> _WHAT TO PRODUCE_:
Copy the entries out again in full.

> _Collected data entries_:

————

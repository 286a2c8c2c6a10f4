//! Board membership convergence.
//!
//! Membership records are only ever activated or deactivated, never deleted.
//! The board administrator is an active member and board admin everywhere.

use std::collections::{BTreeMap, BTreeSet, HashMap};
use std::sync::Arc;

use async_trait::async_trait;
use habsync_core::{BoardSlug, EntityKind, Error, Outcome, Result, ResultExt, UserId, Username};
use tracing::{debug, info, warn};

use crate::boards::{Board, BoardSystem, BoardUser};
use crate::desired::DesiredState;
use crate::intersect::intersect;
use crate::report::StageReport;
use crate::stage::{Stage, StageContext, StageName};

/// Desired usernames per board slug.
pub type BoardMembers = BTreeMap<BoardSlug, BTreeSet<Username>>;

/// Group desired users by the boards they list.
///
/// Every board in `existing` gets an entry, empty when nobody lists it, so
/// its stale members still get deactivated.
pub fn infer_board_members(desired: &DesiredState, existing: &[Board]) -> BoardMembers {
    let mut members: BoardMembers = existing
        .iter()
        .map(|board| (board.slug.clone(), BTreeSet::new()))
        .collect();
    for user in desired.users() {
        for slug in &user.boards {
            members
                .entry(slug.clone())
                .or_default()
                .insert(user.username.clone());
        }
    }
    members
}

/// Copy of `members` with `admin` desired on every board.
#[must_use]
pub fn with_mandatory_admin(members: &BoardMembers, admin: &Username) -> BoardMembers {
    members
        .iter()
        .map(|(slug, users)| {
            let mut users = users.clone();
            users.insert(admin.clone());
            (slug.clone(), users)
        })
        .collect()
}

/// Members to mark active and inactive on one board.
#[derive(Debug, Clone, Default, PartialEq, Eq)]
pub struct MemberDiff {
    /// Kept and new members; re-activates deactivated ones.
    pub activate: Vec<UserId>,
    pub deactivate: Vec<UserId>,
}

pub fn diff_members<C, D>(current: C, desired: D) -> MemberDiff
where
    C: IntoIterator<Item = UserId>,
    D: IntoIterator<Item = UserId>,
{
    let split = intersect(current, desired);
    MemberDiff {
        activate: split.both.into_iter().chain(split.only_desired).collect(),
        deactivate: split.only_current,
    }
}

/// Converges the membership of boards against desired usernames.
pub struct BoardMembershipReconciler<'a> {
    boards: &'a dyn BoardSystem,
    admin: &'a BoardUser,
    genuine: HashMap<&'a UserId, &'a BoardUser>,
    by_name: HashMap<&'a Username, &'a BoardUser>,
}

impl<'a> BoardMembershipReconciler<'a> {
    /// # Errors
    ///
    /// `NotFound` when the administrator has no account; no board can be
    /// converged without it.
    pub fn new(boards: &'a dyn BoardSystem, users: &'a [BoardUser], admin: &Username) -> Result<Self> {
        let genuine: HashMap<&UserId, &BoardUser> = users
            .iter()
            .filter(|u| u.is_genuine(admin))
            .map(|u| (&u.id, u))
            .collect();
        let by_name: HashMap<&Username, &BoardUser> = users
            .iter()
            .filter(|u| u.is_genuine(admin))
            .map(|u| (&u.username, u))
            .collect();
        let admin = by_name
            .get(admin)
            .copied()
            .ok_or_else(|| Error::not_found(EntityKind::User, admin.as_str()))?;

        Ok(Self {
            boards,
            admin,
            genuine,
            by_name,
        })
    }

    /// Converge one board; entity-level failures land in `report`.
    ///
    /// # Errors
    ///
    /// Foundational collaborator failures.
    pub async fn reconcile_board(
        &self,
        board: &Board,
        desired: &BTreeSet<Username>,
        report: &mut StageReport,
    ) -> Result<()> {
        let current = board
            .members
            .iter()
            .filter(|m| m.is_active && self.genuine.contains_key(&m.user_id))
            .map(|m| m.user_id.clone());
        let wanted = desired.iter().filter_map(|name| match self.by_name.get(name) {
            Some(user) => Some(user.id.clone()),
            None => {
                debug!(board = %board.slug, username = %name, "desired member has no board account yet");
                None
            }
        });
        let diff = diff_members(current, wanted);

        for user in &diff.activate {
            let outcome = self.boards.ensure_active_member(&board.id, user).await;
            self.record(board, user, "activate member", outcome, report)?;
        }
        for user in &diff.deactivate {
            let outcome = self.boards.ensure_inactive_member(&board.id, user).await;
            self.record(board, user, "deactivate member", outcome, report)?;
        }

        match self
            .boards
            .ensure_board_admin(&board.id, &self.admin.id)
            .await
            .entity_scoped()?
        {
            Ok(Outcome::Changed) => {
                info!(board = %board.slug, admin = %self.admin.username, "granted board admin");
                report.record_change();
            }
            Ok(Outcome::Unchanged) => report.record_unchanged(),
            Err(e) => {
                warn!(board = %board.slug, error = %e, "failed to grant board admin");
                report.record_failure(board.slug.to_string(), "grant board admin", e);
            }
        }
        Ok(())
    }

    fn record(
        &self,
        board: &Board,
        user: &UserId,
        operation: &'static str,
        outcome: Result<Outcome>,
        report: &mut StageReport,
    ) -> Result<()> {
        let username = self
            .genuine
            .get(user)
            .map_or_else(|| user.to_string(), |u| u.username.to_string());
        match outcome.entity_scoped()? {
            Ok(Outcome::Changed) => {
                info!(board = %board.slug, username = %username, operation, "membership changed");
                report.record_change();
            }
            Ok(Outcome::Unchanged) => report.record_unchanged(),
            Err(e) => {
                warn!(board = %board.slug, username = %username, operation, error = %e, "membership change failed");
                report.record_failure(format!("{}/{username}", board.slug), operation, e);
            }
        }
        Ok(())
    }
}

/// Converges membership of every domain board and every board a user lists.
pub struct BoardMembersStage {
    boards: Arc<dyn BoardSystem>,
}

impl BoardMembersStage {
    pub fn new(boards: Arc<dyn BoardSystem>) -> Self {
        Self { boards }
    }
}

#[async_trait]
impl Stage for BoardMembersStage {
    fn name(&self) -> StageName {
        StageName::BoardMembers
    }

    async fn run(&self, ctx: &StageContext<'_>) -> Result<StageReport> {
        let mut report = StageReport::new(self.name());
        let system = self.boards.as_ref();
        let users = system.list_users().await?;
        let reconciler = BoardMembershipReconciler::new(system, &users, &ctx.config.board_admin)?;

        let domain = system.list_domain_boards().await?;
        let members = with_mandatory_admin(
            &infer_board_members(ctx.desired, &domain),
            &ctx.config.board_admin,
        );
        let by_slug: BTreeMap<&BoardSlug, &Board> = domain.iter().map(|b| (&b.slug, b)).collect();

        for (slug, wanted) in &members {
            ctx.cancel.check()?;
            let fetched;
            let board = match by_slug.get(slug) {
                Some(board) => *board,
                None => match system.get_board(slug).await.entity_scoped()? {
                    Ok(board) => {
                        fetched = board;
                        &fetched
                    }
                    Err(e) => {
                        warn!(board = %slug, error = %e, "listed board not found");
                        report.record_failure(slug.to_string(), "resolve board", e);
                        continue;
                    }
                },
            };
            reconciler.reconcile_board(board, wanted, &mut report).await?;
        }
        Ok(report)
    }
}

————

> _WRITTEN RESPONSE_:
repository 286a2c8c2c6a10f4
//! Board membership convergence.
//!
//! Membership records are only ever activated or deactivated, never deleted.
//! The board administrator is an active member and board admin everywhere.

use std::collections::{BTreeMap, BTreeSet, HashMap};
use std::sync::Arc;

use async_trait::async_trait;
use habsync_core::{BoardSlug, EntityKind, Error, Outcome, Result, ResultExt, UserId, Username};
use tracing::{debug, info, warn};

use crate::boards::{Board, BoardSystem, BoardUser};
use crate::desired::DesiredState;
use crate::intersect::intersect;
use crate::report::StageReport;
use crate::stage::{Stage, StageContext, StageName};

/// Desired usernames per board slug.
pub type BoardMembers = BTreeMap<BoardSlug, BTreeSet<Username>>;

/// Group desired users by the boards they list.
///
/// Every board in `existing` gets an entry, empty when nobody lists it, so
/// its stale members still get deactivated.
pub fn infer_board_members(desired: &DesiredState, existing: &[Board]) -> BoardMembers {
    let mut members: BoardMembers = existing
        .iter()
        .map(|board| (board.slug.clone(), BTreeSet::new()))
        .collect();
    for user in desired.users() {
        for slug in &user.boards {
            members
                .entry(slug.clone())
                .or_default()
                .insert(user.username.clone());
        }
    }
    members
}

/// Copy of `members` with `admin` desired on every board.
#[must_use]
pub fn with_mandatory_admin(members: &BoardMembers, admin: &Username) -> BoardMembers {
    members
        .iter()
        .map(|(slug, users)| {
            let mut users = users.clone();
            users.insert(admin.clone());
            (slug.clone(), users)
        })
        .collect()
}

/// Members to mark active and inactive on one board.
#[derive(Debug, Clone, Default, PartialEq, Eq)]
pub struct MemberDiff {
    /// Kept and new members; re-activates deactivated ones.
    pub activate: Vec<UserId>,
    pub deactivate: Vec<UserId>,
}

pub fn diff_members<C, D>(current: C, desired: D) -> MemberDiff
where
    C: IntoIterator<Item = UserId>,
    D: IntoIterator<Item = UserId>,
{
    let split = intersect(current, desired);
    MemberDiff {
        activate: split.both.into_iter().chain(split.only_desired).collect(),
        deactivate: split.only_current,
    }
}

/// Converges the membership of boards against desired usernames.
pub struct BoardMembershipReconciler<'a> {
    boards: &'a dyn BoardSystem,
    admin: &'a BoardUser,
    genuine: HashMap<&'a UserId, &'a BoardUser>,
    by_name: HashMap<&'a Username, &'a BoardUser>,
}

impl<'a> BoardMembershipReconciler<'a> {
    /// # Errors
    ///
    /// `NotFound` when the administrator has no account; no board can be
    /// converged without it.
    pub fn new(boards: &'a dyn BoardSystem, users: &'a [BoardUser], admin: &Username) -> Result<Self> {
        let genuine: HashMap<&UserId, &BoardUser> = users
            .iter()
            .filter(|u| u.is_genuine(admin))
            .map(|u| (&u.id, u))
            .collect();
        let by_name: HashMap<&Username, &BoardUser> = users
            .iter()
            .filter(|u| u.is_genuine(admin))
            .map(|u| (&u.username, u))
            .collect();
        let admin = by_name
            .get(admin)
            .copied()
            .ok_or_else(|| Error::not_found(EntityKind::User, admin.as_str()))?;

        Ok(Self {
            boards,
            admin,
            genuine,
            by_name,
        })
    }

    /// Converge one board; entity-level failures land in `report`.
    ///
    /// # Errors
    ///
    /// Foundational collaborator failures.
    pub async fn reconcile_board(
        &self,
        board: &Board,
        desired: &BTreeSet<Username>,
        report: &mut StageReport,
    ) -> Result<()> {
        let current = board
            .members
            .iter()
            .filter(|m| m.is_active && self.genuine.contains_key(&m.user_id))
            .map(|m| m.user_id.clone());
        let wanted = desired.iter().filter_map(|name| match self.by_name.get(name) {
            Some(user) => Some(user.id.clone()),
            None => {
                debug!(board = %board.slug, username = %name, "desired member has no board account yet");
                None
            }
        });
        let diff = diff_members(current, wanted);

        for user in &diff.activate {
            let outcome = self.boards.ensure_active_member(&board.id, user).await;
            self.record(board, user, "activate member", outcome, report)?;
        }
        for user in &diff.deactivate {
            let outcome = self.boards.ensure_inactive_member(&board.id, user).await;
            self.record(board, user, "deactivate member", outcome, report)?;
        }

        match self
            .boards
            .ensure_board_admin(&board.id, &self.admin.id)
            .await
            .entity_scoped()?
        {
            Ok(Outcome::Changed) => {
                info!(board = %board.slug, admin = %self.admin.username, "granted board admin");
                report.record_change();
            }
            Ok(Outcome::Unchanged) => report.record_unchanged(),
            Err(e) => {
                warn!(board = %board.slug, error = %e, "failed to grant board admin");
                report.record_failure(board.slug.to_string(), "grant board admin", e);
            }
        }
        Ok(())
    }

    fn record(
        &self,
        board: &Board,
        user: &UserId,
        operation: &'static str,
        outcome: Result<Outcome>,
        report: &mut StageReport,
    ) -> Result<()> {
        let username = self
            .genuine
            .get(user)
            .map_or_else(|| user.to_string(), |u| u.username.to_string());
        match outcome.entity_scoped()? {
            Ok(Outcome::Changed) => {
                info!(board = %board.slug, username = %username, operation, "membership changed");
                report.record_change();
            }
            Ok(Outcome::Unchanged) => report.record_unchanged(),
            Err(e) => {
                warn!(board = %board.slug, username = %username, operation, error = %e, "membership change failed");
                report.record_failure(format!("{}/{username}", board.slug), operation, e);
            }
        }
        Ok(())
    }
}

/// Converges membership of every domain board and every board a user lists.
pub struct BoardMembersStage {
    boards: Arc<dyn BoardSystem>,
}

impl BoardMembersStage {
    pub fn new(boards: Arc<dyn BoardSystem>) -> Self {
        Self { boards }
    }
}

#[async_trait]
impl Stage for BoardMembersStage {
    fn name(&self) -> StageName {
        StageName::BoardMembers
    }

    async fn run(&self, ctx: &StageContext<'_>) -> Result<StageReport> {
        let mut report = StageReport::new(self.name());
        let system = self.boards.as_ref();
        let users = system.list_users().await?;
        let reconciler = BoardMembershipReconciler::new(system, &users, &ctx.config.board_admin)?;

        let domain = system.list_domain_boards().await?;
        let members = with_mandatory_admin(
            &infer_board_members(ctx.desired, &domain),
            &ctx.config.board_admin,
        );
        let by_slug: BTreeMap<&BoardSlug, &Board> = domain.iter().map(|b| (&b.slug, b)).collect();

        for (slug, wanted) in &members {
            ctx.cancel.check()?;
            let fetched;
            let board = match by_slug.get(slug) {
                Some(board) => *board,
                None => match system.get_board(slug).await.entity_scoped()? {
                    Ok(board) => {
                        fetched = board;
                        &fetched
                    }
                    Err(e) => {
                        warn!(board = %slug, error = %e, "listed board not found");
                        report.record_failure(slug.to_string(), "resolve board", e);
                        continue;
                    }
                },
            };
            reconciler.reconcile_board(board, wanted, &mut report).await?;
        }
        Ok(report)
    }
}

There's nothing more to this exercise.